What to work on:
Retype every entry below exactly as it stands.

Records shown:
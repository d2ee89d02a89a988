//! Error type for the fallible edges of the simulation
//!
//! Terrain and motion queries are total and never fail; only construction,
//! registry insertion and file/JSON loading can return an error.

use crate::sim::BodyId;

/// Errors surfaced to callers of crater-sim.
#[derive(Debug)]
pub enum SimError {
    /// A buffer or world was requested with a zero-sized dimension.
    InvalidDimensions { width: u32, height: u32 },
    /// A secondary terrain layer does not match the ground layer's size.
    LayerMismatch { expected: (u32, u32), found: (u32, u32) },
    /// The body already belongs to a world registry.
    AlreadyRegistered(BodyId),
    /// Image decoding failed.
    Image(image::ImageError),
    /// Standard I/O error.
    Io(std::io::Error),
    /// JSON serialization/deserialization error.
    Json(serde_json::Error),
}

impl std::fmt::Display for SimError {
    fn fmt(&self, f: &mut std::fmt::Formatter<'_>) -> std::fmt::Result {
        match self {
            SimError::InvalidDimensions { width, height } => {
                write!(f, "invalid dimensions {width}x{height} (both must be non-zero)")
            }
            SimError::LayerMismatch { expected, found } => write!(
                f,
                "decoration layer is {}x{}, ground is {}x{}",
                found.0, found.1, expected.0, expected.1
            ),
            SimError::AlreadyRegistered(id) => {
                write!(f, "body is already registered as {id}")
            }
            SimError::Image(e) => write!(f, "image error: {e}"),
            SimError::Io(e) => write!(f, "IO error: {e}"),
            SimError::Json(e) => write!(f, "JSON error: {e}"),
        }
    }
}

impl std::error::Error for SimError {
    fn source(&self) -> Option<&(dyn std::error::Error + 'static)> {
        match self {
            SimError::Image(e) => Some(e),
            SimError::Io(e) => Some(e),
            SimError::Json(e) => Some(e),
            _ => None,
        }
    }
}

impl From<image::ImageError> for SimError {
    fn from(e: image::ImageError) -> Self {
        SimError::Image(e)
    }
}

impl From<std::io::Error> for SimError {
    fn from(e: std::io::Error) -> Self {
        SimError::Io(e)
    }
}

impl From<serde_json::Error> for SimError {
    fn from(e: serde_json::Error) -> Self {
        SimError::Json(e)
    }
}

Answer section:
repository d2ee89d02a89a988
//! Error type for the fallible edges of the simulation
//!
//! Terrain and motion queries are total and never fail; only construction,
//! registry insertion and file/JSON loading can return an error.

use crate::sim::BodyId;

/// Errors surfaced to callers of crater-sim.
#[derive(Debug)]
pub enum SimError {
    /// A buffer or world was requested with a zero-sized dimension.
    InvalidDimensions { width: u32, height: u32 },
    /// A secondary terrain layer does not match the ground layer's size.
    LayerMismatch { expected: (u32, u32), found: (u32, u32) },
    /// The body already belongs to a world registry.
    AlreadyRegistered(BodyId),
    /// Image decoding failed.
    Image(image::ImageError),
    /// Standard I/O error.
    Io(std::io::Error),
    /// JSON serialization/deserialization error.
    Json(serde_json::Error),
}

impl std::fmt::Display for SimError {
    fn fmt(&self, f: &mut std::fmt::Formatter<'_>) -> std::fmt::Result {
        match self {
            SimError::InvalidDimensions { width, height } => {
                write!(f, "invalid dimensions {width}x{height} (both must be non-zero)")
            }
            SimError::LayerMismatch { expected, found } => write!(
                f,
                "decoration layer is {}x{}, ground is {}x{}",
                found.0, found.1, expected.0, expected.1
            ),
            SimError::AlreadyRegistered(id) => {
                write!(f, "body is already registered as {id}")
            }
            SimError::Image(e) => write!(f, "image error: {e}"),
            SimError::Io(e) => write!(f, "IO error: {e}"),
            SimError::Json(e) => write!(f, "JSON error: {e}"),
        }
    }
}

impl std::error::Error for SimError {
    fn source(&self) -> Option<&(dyn std::error::Error + 'static)> {
        match self {
            SimError::Image(e) => Some(e),
            SimError::Io(e) => Some(e),
            SimError::Json(e) => Some(e),
            _ => None,
        }
    }
}

impl From<image::ImageError> for SimError {
    fn from(e: image::ImageError) -> Self {
        SimError::Image(e)
    }
}

impl From<std::io::Error> for SimError {
    fn from(e: std::io::Error) -> Self {
        SimError::Io(e)
    }
}

impl From<serde_json::Error> for SimError {
    fn from(e: serde_json::Error) -> Self {
        SimError::Json(e)
    }
}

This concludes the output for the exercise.